* [What to work on]
In the material below, tally the lines that include the string "aaaabbbbccccdddd", then write down only the total.

----

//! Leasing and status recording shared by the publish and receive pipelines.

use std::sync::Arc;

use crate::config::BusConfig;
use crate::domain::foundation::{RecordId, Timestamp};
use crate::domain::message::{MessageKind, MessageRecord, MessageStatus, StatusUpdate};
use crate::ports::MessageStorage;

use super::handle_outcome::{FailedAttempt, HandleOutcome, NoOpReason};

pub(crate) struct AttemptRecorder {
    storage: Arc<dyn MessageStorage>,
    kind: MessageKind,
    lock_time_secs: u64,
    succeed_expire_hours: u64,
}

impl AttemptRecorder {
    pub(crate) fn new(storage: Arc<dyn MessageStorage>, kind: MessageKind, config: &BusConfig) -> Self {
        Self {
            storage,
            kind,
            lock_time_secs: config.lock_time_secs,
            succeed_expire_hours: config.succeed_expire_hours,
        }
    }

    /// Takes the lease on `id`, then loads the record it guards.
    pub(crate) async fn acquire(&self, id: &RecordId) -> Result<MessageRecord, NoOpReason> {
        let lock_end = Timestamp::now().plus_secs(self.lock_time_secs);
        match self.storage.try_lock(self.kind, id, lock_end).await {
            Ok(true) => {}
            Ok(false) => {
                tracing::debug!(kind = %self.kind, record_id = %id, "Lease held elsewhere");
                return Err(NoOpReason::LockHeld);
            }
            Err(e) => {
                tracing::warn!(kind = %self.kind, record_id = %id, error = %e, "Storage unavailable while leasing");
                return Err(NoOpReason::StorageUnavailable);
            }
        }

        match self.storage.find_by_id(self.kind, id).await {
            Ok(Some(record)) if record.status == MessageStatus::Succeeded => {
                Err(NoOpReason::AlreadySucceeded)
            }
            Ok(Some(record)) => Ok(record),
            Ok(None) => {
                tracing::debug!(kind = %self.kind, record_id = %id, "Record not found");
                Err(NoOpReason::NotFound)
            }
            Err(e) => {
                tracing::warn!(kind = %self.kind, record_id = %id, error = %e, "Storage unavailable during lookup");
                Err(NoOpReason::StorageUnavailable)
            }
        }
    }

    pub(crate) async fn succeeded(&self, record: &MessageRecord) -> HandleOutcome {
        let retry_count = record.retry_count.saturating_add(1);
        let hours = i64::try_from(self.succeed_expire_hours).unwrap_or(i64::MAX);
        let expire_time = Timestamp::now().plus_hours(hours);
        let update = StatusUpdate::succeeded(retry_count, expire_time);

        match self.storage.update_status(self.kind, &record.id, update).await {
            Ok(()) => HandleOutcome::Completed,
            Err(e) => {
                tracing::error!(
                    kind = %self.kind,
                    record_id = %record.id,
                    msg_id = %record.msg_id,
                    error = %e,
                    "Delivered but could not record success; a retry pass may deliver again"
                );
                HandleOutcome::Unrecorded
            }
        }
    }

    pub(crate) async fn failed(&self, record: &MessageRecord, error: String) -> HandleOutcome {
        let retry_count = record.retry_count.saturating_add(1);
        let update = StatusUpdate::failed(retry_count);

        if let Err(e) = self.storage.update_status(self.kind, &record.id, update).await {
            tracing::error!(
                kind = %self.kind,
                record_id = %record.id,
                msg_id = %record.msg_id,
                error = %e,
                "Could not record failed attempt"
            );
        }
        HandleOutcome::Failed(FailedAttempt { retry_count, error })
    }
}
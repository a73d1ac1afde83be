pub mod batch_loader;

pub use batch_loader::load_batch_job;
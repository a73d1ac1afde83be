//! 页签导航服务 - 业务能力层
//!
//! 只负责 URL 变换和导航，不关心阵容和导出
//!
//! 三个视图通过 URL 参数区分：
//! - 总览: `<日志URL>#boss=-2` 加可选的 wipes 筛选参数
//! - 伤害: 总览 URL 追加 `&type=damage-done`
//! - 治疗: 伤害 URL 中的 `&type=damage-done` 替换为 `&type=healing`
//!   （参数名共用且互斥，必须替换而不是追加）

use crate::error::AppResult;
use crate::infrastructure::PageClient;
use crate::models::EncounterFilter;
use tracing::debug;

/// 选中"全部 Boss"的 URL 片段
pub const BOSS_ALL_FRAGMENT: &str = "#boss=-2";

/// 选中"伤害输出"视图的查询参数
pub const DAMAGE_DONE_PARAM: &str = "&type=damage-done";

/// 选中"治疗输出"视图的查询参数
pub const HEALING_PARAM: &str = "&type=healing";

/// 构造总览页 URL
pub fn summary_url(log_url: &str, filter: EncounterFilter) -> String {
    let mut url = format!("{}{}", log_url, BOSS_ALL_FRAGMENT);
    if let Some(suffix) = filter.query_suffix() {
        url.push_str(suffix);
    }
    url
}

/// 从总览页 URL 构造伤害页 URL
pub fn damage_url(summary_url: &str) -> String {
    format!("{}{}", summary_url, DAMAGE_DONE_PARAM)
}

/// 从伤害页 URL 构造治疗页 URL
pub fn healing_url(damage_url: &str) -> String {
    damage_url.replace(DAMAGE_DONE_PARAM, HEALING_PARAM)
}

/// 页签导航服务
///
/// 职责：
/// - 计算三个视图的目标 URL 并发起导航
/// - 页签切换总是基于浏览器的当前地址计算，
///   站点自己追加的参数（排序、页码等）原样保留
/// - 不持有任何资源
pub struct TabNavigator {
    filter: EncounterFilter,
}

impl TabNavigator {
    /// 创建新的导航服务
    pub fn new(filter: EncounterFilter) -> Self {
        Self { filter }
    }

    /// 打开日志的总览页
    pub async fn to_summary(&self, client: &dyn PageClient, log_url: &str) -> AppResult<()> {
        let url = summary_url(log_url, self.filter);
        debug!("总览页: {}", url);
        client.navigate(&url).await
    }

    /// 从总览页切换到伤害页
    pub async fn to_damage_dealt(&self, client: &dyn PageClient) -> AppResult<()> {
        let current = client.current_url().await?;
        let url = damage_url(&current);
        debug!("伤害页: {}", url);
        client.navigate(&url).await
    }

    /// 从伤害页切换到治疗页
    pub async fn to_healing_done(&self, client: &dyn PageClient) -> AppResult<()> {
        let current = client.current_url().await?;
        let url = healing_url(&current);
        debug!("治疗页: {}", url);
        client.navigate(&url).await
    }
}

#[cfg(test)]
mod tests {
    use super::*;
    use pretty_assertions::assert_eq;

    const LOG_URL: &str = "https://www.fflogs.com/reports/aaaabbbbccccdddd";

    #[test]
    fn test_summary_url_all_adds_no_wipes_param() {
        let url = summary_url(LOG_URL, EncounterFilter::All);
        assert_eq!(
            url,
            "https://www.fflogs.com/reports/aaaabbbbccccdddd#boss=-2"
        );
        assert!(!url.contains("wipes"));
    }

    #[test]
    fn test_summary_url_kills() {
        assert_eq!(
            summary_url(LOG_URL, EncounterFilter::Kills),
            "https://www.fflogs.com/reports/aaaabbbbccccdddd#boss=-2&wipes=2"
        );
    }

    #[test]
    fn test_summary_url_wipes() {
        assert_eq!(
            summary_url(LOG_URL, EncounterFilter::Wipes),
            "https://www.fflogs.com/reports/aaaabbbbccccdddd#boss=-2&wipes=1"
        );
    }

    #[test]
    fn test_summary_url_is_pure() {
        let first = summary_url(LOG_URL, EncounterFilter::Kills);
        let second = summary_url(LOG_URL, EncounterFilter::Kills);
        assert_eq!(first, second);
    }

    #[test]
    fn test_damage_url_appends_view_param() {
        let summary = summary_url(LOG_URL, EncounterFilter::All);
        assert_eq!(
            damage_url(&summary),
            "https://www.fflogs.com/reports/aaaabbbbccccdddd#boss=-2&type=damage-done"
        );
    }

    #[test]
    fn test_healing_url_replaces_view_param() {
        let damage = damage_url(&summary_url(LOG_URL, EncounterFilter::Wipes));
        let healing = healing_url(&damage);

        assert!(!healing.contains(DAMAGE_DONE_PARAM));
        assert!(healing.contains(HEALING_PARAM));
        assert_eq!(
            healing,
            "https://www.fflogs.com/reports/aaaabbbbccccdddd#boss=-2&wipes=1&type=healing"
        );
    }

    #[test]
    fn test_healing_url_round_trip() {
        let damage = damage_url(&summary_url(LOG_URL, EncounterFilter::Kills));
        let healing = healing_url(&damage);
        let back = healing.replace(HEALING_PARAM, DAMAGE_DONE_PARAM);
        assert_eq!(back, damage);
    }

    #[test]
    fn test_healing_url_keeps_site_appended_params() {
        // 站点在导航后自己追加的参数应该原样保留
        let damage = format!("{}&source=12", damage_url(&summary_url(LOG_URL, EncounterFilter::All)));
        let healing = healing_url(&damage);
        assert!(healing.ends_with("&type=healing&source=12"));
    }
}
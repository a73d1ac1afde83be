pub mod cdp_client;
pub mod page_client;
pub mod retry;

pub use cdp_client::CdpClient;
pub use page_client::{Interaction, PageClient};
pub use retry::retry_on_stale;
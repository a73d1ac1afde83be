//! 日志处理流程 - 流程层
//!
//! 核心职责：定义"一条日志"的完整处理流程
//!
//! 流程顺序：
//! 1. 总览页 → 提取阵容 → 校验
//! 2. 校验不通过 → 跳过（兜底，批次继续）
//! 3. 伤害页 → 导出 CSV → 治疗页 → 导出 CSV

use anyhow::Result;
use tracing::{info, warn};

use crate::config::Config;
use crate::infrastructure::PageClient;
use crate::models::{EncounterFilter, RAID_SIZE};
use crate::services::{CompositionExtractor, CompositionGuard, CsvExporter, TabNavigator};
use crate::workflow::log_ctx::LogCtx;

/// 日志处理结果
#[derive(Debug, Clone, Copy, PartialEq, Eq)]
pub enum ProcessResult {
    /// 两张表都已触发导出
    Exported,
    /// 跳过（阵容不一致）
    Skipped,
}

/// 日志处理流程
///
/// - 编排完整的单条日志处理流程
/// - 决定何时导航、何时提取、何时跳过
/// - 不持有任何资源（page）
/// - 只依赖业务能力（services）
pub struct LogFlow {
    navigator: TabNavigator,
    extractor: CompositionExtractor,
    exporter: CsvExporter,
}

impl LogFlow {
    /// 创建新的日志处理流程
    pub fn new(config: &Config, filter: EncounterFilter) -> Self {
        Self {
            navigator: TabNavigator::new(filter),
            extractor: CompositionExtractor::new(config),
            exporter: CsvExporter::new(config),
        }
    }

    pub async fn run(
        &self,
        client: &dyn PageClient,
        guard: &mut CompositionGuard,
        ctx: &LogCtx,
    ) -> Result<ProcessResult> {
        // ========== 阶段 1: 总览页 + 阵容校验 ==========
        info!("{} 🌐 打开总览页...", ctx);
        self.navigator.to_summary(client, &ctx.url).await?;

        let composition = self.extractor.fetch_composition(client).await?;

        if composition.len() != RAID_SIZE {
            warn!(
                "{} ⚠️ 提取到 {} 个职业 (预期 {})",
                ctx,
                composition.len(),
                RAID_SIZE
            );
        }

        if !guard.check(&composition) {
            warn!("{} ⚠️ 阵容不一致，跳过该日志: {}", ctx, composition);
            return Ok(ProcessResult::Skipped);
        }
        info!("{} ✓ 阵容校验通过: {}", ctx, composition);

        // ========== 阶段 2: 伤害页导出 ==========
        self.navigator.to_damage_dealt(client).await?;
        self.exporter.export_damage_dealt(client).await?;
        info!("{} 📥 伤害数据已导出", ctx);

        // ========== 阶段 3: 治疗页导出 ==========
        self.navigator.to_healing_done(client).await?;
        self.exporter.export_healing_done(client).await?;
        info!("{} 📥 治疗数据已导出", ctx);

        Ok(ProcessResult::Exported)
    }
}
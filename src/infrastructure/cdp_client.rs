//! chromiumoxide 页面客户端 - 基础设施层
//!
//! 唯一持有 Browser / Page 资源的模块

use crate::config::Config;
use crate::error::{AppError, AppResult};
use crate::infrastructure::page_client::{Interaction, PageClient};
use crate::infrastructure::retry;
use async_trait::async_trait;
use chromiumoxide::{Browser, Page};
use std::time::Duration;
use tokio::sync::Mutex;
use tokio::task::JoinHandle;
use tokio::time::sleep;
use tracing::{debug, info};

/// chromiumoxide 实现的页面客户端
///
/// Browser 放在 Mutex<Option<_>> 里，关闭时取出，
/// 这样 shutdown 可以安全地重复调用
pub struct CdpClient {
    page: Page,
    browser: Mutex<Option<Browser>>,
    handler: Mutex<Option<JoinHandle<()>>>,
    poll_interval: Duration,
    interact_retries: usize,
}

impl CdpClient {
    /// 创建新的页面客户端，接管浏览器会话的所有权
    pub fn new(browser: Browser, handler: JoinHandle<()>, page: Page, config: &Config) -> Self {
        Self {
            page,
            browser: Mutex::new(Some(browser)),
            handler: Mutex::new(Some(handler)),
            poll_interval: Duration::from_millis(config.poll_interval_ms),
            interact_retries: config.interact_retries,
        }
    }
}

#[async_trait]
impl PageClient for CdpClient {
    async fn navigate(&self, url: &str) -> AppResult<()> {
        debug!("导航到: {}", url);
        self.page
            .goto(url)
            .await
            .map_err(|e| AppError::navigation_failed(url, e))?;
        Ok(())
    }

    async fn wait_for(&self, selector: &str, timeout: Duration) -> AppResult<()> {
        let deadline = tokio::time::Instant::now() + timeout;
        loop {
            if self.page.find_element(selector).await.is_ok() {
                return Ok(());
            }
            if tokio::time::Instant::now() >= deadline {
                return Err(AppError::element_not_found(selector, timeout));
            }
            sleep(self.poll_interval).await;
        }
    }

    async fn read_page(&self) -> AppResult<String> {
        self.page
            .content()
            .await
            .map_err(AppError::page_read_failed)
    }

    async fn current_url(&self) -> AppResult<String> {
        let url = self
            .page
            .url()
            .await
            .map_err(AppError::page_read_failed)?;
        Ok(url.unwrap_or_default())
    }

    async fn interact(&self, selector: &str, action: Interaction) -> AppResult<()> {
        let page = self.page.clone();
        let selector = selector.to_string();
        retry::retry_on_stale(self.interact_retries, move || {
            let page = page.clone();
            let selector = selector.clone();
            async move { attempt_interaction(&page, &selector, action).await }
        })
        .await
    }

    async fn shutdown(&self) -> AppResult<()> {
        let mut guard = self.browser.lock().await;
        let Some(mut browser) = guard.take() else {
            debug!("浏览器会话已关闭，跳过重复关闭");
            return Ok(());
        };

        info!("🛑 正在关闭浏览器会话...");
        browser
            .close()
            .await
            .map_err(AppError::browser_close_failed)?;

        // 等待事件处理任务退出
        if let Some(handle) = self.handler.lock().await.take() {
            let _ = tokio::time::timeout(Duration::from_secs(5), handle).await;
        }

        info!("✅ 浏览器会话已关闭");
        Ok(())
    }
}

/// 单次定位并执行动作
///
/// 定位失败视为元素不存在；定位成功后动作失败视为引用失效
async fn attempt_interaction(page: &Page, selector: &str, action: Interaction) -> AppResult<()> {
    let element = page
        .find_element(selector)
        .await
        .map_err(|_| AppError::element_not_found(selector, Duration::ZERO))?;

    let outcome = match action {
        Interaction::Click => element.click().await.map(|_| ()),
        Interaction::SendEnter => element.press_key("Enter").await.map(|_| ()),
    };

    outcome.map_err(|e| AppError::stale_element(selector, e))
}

----

* [Solution for this exercise]
6